Secondly, I'd like to comment on a different light. I am a married woman and I never understood why the pattern of married friends falling off the face of the earth exists. Yes it did happen to me before I got married, and I vowed to myself that I'd never do it, and I didn't. Every single one of my close friends still play an important part of my life. I am in my twenties, and while the majority of my friends are married, my best friend from HS is still single. And guess what - she remains my best friend to this day. In fact, I am going through very troubled times right now and guess who's been there for me the most -- her. So go figure.

I don't get the idea of throwing the friends who are dear to you out in the dust just because you are married and they are not. I never have, and I never will. I have watched it happen so many times and I still fail to understand. In fact, I think it's quite an immature way of thinking, IMHO.

Any thoughts on that?

****

For me, it was inspiring to hear that such friends exist.
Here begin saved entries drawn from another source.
//! # Rendezvous IPC
//!
//! QNX-style synchronous message passing implemented in Rust. This library
//! provides channels, connections, blocking send/receive/reply rendezvous,
//! and fire-and-forget pulses between cooperating processes.
//!
//! ## Core Model
//!
//! A sender attaches a connection to a `(pid, chid)` pair and blocks in
//! [`Session::msg_send`] until the channel owner receives the message and
//! replies (or errors, times out, or goes away). A receiver blocks in
//! [`Session::msg_receive`] until a message or pulse arrives. Between
//! receive and reply the message is *pending* and can be inspected with
//! [`Session::msg_read`].
//!
//! ```
//! use ipc_rendezvous::{Driver, Wait};
//!
//! # fn main() -> Result<(), ipc_rendezvous::Error> {
//! let driver = Driver::new();
//! let session = driver.open(100)?;
//!
//! let chid = session.channel_create(0)?;
//! let coid = session.connect_attach(100, chid)?;
//!
//! session.msg_send_pulse(coid, 7, 42)?;
//!
//! let mut buf = [0u8; 16];
//! let (rcvid, info) = session.msg_receive(chid, &mut buf, Wait::forever())?;
//! assert_eq!(rcvid, 0); // pulse
//! assert_eq!(info.pid, 100);
//! # Ok(())
//! # }
//! ```

pub mod bench;
pub mod channel;
pub mod cli;
pub mod driver;
pub mod error;
pub mod iovec;
pub mod message;
pub mod metrics;
pub mod process;
pub mod session;
pub mod wait;

pub use cli::Args;
pub use driver::Driver;
pub use error::Error;
pub use message::{MsgInfo, Pulse, MSG_FLAG_NOREPLY, PULSE_WIRE_LEN};
pub use session::Session;
pub use wait::{Interrupt, Wait};

/// The current version of the rendezvous IPC crate
pub const VERSION: &str = env!("CARGO_PKG_VERSION");

/// Process identifier as presented by the transport binding
pub type Pid = u32;

/// Channel identifier, unique within a process
pub type Chid = i32;

/// Connection identifier, unique within a process
pub type Coid = i32;

/// Receive identifier, unique across the life of the driver; 0 denotes a pulse
pub type Rcvid = u64;

/// Default configuration values
pub mod defaults {
    /// Inline scatter/gather parts before spilling to the heap
    pub const MAX_IOVEC_LEN: usize = 8;

    /// Default benchmark message size in bytes
    pub const MESSAGE_SIZE: usize = 1024;

    /// Default benchmark message count
    pub const MSG_COUNT: usize = 10000;

    /// Default benchmark warmup iterations
    pub const WARMUP_ITERATIONS: usize = 1000;

    /// Default benchmark output file name
    pub const OUTPUT_FILE: &str = "rendezvous_results.json";
}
And BH, I can answer your question if such people exist from personal experience, that yes, they do! Very very few of them, chances are there will only be one in your life (if that many), but BH, they do exist. And they make life a much sunnier place.

psyched said...

still in shidduchim - wow, now I remember that post. It was from a while back... when I was still... er, married. I'm so honored and glad to hear that it was inspirational to read. Please please trust me that such friends exist. I would never hurt my friend that way. And I know all of you bloggers wouldn't either.

Anonymous said...

You know what, people don't know what life is going to be like until they're in that situation. Just like all of us would say "of course we would never do that to a friend!"...scores of very fine human beings DO do that time and time again. I hope that all this talk on so many blogs on this topic only encourage us to be better friends (instead of depressing us ;-) ). I do trust you that such friends exist. Since I first read that comment of yours till now, I've gotten greater clarity on the issue and know that it's true.

psyched said...

Well, I guess I can speak from experience cuz I've been there. I was married for five years and I never dropped my friends. In fact, I was almost insulted when they didn't want to call ME (perhaps they felt weird?).... I know that G-dwilling, when I marry again, I will act the same way. Dropping your friends is not cool. I have said this before and I'll say it again: I view it as immature. But, still in shidduchim, you are right... we don't know what we will be like until we are there. I only say what I'm saying because I was once there.